Are People Fat Because They Live in “Food Deserts?”
Once something is repeated enough, people begin to believe it is the gospel truth.
So it is with the idea that Los Angeles has some neighborhoods, mostly poor, where only “bad food” choices are available.
Received wisdom, along with governmental and non-profit studies, have now pronounced that obesity is unavoidable in these places.
Patt Morrison on KPCC has devoted a show to highlight this new “problem” where a lack of fresh produce and fresh food somehow is responsible for overeating and malnutrition.
As a photographer who has worked to photograph restaurants where calorie counts are now posted, and as a person who tries to eat healthy and exercise, do I agree that the rarity of fresh produce somehow leads to obesity?
I do not.
People eat the way they eat, not because of choice, but due to a number of factors, one of which is what they choose to eat.
For example, I live within walking distance of Fatburger, McDonalds, two donut shops, several bakeries, Taco Bell, Carls Jr, Lido Pizza and El Pollo Loco.

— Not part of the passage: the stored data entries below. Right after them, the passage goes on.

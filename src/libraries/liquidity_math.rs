//! Liquidity arithmetic: signed deltas, token amounts for a liquidity change,
//! and the liquidity obtainable from a pair of token amounts.

use super::{
    big_num::U256,
    sqrt_price_math::{get_delta_amount_0_signed, get_delta_amount_1_signed},
    tick_math::get_sqrt_price_at_tick,
};
use crate::{
    constants::{Q64, RESOLUTION},
    error::ClmmError,
};

/// Adds a signed liquidity delta to a liquidity value.
pub fn add_delta(x: u128, y: i128) -> Result<u128, ClmmError> {
    if y < 0 {
        x.checked_sub(y.unsigned_abs())
            .ok_or(ClmmError::LiquiditySubValueErr)
    } else {
        x.checked_add(y as u128)
            .ok_or(ClmmError::LiquidityAddValueErr)
    }
}

/// Token amounts owed to (positive delta) or by (negative delta) the pool for
/// a liquidity change over `[tick_lower, tick_upper)`.
pub fn get_delta_amounts_signed(
    tick_current: i32,
    sqrt_price_x64_current: u128,
    tick_lower: i32,
    tick_upper: i32,
    liquidity_delta: i128,
) -> Result<(u64, u64), ClmmError> {
    let sqrt_price_lower = get_sqrt_price_at_tick(tick_lower)?;
    let sqrt_price_upper = get_sqrt_price_at_tick(tick_upper)?;

    if tick_current < tick_lower {
        // range above the price, only token 0
        let amount_0 = get_delta_amount_0_signed(sqrt_price_lower, sqrt_price_upper, liquidity_delta)?;
        Ok((amount_0, 0))
    } else if tick_current < tick_upper {
        let amount_0 =
            get_delta_amount_0_signed(sqrt_price_x64_current, sqrt_price_upper, liquidity_delta)?;
        let amount_1 =
            get_delta_amount_1_signed(sqrt_price_lower, sqrt_price_x64_current, liquidity_delta)?;
        Ok((amount_0, amount_1))
    } else {
        // range below the price, only token 1
        let amount_1 = get_delta_amount_1_signed(sqrt_price_lower, sqrt_price_upper, liquidity_delta)?;
        Ok((0, amount_1))
    }
}

/// Liquidity for `amount_0` of token 0 between two sqrt prices:
/// `amount_0 * (sqrt_a * sqrt_b) / (sqrt_b - sqrt_a)`.
pub fn get_liquidity_from_amount_0(
    mut sqrt_ratio_a_x64: u128,
    mut sqrt_ratio_b_x64: u128,
    amount_0: u64,
) -> Result<u128, ClmmError> {
    if sqrt_ratio_a_x64 > sqrt_ratio_b_x64 {
        std::mem::swap(&mut sqrt_ratio_a_x64, &mut sqrt_ratio_b_x64);
    }
    if sqrt_ratio_a_x64 == sqrt_ratio_b_x64 {
        return Err(ClmmError::InvalidTickIndexOrder);
    }
    let intermediate = (U256::from(sqrt_ratio_a_x64) * U256::from(sqrt_ratio_b_x64)) >> RESOLUTION;
    let liquidity = U256::from(amount_0) * intermediate / U256::from(sqrt_ratio_b_x64 - sqrt_ratio_a_x64);
    liquidity.to_u128().ok_or(ClmmError::MathOverflow)
}

/// Liquidity for `amount_1` of token 1 between two sqrt prices:
/// `amount_1 / (sqrt_b - sqrt_a)`.
pub fn get_liquidity_from_amount_1(
    mut sqrt_ratio_a_x64: u128,
    mut sqrt_ratio_b_x64: u128,
    amount_1: u64,
) -> Result<u128, ClmmError> {
    if sqrt_ratio_a_x64 > sqrt_ratio_b_x64 {
        std::mem::swap(&mut sqrt_ratio_a_x64, &mut sqrt_ratio_b_x64);
    }
    if sqrt_ratio_a_x64 == sqrt_ratio_b_x64 {
        return Err(ClmmError::InvalidTickIndexOrder);
    }
    let liquidity = U256::from(amount_1) * U256::from(Q64)
        / U256::from(sqrt_ratio_b_x64 - sqrt_ratio_a_x64);
    liquidity.to_u128().ok_or(ClmmError::MathOverflow)
}

/// Largest liquidity that can be minted with at most `amount_0` and `amount_1`
/// for a range `[sqrt_a, sqrt_b]` given the current price.
pub fn get_liquidity_from_amounts(
    sqrt_ratio_x64: u128,
    mut sqrt_ratio_a_x64: u128,
    mut sqrt_ratio_b_x64: u128,
    amount_0: u64,
    amount_1: u64,
) -> Result<u128, ClmmError> {
    if sqrt_ratio_a_x64 > sqrt_ratio_b_x64 {
        std::mem::swap(&mut sqrt_ratio_a_x64, &mut sqrt_ratio_b_x64);
    }

    if sqrt_ratio_x64 <= sqrt_ratio_a_x64 {
        get_liquidity_from_amount_0(sqrt_ratio_a_x64, sqrt_ratio_b_x64, amount_0)
    } else if sqrt_ratio_x64 < sqrt_ratio_b_x64 {
        let liquidity_0 = get_liquidity_from_amount_0(sqrt_ratio_x64, sqrt_ratio_b_x64, amount_0)?;
        let liquidity_1 = get_liquidity_from_amount_1(sqrt_ratio_a_x64, sqrt_ratio_x64, amount_1)?;
        Ok(liquidity_0.min(liquidity_1))
    } else {
        get_liquidity_from_amount_1(sqrt_ratio_a_x64, sqrt_ratio_b_x64, amount_1)
    }
}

I never eat in any of these places.
I am on a budget. I have been looking for work. I’m not rich. And I don’t eat crap.
Liberal thinkers, experts, and sociologists are forever portraying poor people as passive. In the manufactured outrage directed at society, blame is placed on forces that somehow compel people to behave. So it is with “food deserts” the unlucky victims who live in them must make do with fat, sugar and processed food. Because they live on the Moon?
Once upon a time, poor people had gardens in their backyards. Now LA may lack for many things, but backyards are not one of them. It takes effort to plant, some effort to cook, but it can be done.
The other fallacy advanced in the “food desert” theory is that people will make the right choices if presented with the right foods.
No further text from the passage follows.